- Excerpted records -
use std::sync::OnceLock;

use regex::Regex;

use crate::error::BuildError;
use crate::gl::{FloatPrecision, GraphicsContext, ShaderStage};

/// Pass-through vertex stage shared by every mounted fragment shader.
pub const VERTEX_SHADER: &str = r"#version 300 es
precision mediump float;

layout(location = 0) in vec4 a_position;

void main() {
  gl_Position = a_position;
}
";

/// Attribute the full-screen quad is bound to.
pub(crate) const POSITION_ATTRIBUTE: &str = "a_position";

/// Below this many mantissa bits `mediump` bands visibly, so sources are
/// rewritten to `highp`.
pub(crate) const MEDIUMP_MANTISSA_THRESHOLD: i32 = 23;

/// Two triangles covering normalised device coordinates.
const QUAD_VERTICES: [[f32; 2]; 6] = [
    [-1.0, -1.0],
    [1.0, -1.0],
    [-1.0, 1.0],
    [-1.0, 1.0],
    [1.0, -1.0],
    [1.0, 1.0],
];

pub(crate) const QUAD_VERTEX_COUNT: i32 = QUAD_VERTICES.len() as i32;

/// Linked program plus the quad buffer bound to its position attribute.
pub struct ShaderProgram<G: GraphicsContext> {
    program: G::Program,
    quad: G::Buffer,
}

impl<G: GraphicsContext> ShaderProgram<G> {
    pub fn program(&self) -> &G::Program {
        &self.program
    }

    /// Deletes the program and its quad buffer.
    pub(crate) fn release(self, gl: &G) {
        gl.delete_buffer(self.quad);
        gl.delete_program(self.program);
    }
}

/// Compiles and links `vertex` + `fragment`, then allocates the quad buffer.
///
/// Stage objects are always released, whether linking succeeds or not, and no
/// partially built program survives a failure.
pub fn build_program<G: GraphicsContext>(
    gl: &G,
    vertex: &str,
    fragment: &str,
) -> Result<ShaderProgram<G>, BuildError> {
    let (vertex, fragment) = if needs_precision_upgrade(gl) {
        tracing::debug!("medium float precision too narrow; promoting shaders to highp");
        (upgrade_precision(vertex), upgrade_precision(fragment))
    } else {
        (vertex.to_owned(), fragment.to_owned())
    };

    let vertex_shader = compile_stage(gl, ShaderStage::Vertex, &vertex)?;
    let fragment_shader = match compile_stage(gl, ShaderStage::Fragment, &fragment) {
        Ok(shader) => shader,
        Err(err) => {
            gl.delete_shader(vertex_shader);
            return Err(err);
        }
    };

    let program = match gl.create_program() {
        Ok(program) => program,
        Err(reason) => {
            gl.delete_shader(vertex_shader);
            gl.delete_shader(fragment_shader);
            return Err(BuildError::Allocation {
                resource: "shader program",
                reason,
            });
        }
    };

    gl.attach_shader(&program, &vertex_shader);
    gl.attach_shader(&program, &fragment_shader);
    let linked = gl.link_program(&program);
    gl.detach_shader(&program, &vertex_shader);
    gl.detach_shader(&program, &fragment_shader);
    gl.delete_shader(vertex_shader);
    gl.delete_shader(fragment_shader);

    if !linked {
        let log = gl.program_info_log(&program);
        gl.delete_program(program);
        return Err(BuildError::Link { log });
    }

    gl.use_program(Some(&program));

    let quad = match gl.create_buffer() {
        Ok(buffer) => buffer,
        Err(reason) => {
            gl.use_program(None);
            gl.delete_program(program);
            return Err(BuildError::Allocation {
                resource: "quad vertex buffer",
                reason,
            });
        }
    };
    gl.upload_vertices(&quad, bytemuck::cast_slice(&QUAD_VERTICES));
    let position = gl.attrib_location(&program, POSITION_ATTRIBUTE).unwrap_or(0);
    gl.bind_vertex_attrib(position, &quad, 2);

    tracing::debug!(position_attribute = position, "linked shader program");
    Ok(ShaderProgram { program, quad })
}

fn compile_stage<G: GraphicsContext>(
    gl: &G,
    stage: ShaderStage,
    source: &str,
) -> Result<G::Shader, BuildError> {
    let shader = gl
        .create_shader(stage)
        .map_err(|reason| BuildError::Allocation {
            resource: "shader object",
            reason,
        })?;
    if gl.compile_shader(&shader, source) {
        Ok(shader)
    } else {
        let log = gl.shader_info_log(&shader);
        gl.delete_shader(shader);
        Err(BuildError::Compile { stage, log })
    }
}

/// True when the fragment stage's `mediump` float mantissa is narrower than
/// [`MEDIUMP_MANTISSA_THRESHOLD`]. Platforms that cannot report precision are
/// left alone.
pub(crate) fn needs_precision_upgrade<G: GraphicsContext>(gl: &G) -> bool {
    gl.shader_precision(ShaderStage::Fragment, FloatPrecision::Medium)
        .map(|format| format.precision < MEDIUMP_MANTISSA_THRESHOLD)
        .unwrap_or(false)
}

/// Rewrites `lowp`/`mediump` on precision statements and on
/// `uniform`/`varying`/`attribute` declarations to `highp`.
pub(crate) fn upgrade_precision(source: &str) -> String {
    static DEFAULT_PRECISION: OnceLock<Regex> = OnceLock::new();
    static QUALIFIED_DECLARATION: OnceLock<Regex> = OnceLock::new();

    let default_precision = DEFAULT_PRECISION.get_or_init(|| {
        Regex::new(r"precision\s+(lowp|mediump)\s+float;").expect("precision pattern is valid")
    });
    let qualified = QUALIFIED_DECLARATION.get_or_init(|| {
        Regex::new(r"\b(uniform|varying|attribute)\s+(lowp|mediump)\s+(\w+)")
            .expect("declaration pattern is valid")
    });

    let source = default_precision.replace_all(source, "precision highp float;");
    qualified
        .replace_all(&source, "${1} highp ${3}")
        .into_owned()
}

- What you should do -
Please find every line in the records above that holds the word "FloatPrecision" and copy it.

- Reply to the task -
use crate::gl::{FloatPrecision, GraphicsContext, ShaderStage};
    gl.shader_precision(ShaderStage::Fragment, FloatPrecision::Medium)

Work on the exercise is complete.